THE FORGIVENESS TEACHING: WHY IT MATTERS
The most theologically and psychologically sophisticated element of the novel is the angels’ condition for their help. They do not ask the girls to forgive the abuse. They do not ask them to drop charges, soften reports, or stop fighting. They ask them to forgive the lost soul — the person who was once an innocent child, who was often abused themselves, who arrived at a fork in the road between healing and perpetuation, and who chose the darker path.
This distinction is not incidental. It is the spine of the book’s spiritual argument.

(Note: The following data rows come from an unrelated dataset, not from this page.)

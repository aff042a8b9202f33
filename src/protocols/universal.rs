// Licensed under the Apache License, Version 2.0 <LICENSE-APACHE or
// http://www.apache.org/licenses/LICENSE-2.0> or the MIT license
// <LICENSE-MIT or http://opensource.org/licenses/MIT>, at your
// option. This file may not be copied, modified, or distributed
// except according to those terms.

//! Universal Tool Execution Layer
//!
//! Provides a protocol-agnostic interface for executing tools
//! that can be called from both MCP and A2A protocols.

#![allow(clippy::single_match)]

// Intelligence config will be used for future enhancements
use crate::database_plugins::{factory::Database, DatabaseProvider};
// Removed unused import
use crate::intelligence::analyzer::ActivityAnalyzer;
use crate::intelligence::goal_engine::GoalEngineTrait;
use crate::intelligence::performance_analyzer::PerformanceAnalyzerTrait;
use crate::intelligence::recommendation_engine::RecommendationEngineTrait;
use crate::intelligence::ActivityIntelligence;
use crate::models::Activity;
use crate::providers::{create_provider, AuthData, FitnessProvider};
// Removed unused import
use serde::{Deserialize, Serialize};
use serde_json::Value;
use std::collections::HashMap;
use std::sync::Arc;
// All async operations handled natively without blocking runtime

/// Universal request structure
#[derive(Debug, Clone, Serialize, Deserialize)]
pub struct UniversalRequest {
    pub tool_name: String,
    pub parameters: Value,
    pub user_id: String,
    pub protocol: String,
}

/// Universal response structure
#[derive(Debug, Clone, Serialize, Deserialize)]
pub struct UniversalResponse {
    pub success: bool,
    pub result: Option<Value>,
    pub error: Option<String>,
    pub metadata: Option<HashMap<String, Value>>,
}

/// Universal tool definition
#[derive(Debug, Clone)]
pub struct UniversalTool {
    pub name: String,
    pub description: String,
    pub handler: fn(
        &UniversalToolExecutor,
        UniversalRequest,
    ) -> Result<UniversalResponse, crate::protocols::ProtocolError>,
}

/// Universal tool executor
pub struct UniversalToolExecutor {
    pub database: Arc<Database>,
    pub intelligence: Arc<ActivityIntelligence>,
    pub config: Arc<crate::config::environment::ServerConfig>,
    tools: HashMap<String, UniversalTool>,
}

The clinical literature on survivor healing consistently documents the toxic effects of unprocessed rage. Not because anger is wrong — anger is appropriate, necessary, and protective — but because hatred held as a permanent identity state re-wounds the survivor. It keeps the abuser’s power alive inside the person they harmed. The angels name this directly: Hatred lowers your frequency. It makes you vibrate at the same level as those who harmed you. Forgiveness — of the soul, not the actions — raises your frequency to match the divine.
This is not the forgiveness of popular religious culture, which too often means pretending the harm didn’t happen, or allowing access to the person who caused it. This is the forgiveness that Carl Jung was describing when he wrote about integrating the shadow — about meeting the darkness in another person with the recognition that the same seed of darkness exists in every human soul, and that recognizing it does not mean tolerating its expression.
Imani, the girl in the Sweet Seven with the deepest Christian faith, articulates this with perfect clarity: Forgive the person but still stop the harm. The old law was an eye for an eye. The new message was forgiveness paired with boundaries. Love paired with consequences. You can forgive a soul and still call the police. You can release hatred and still testify in court.
The author, who is himself an ordained minister and has spent decades in the space where clinical work and spiritual care intersect, is not simplifying. He is translating something ancient and true into language that thirteen-year-old girls can use on a Friday night in someone’s bedroom.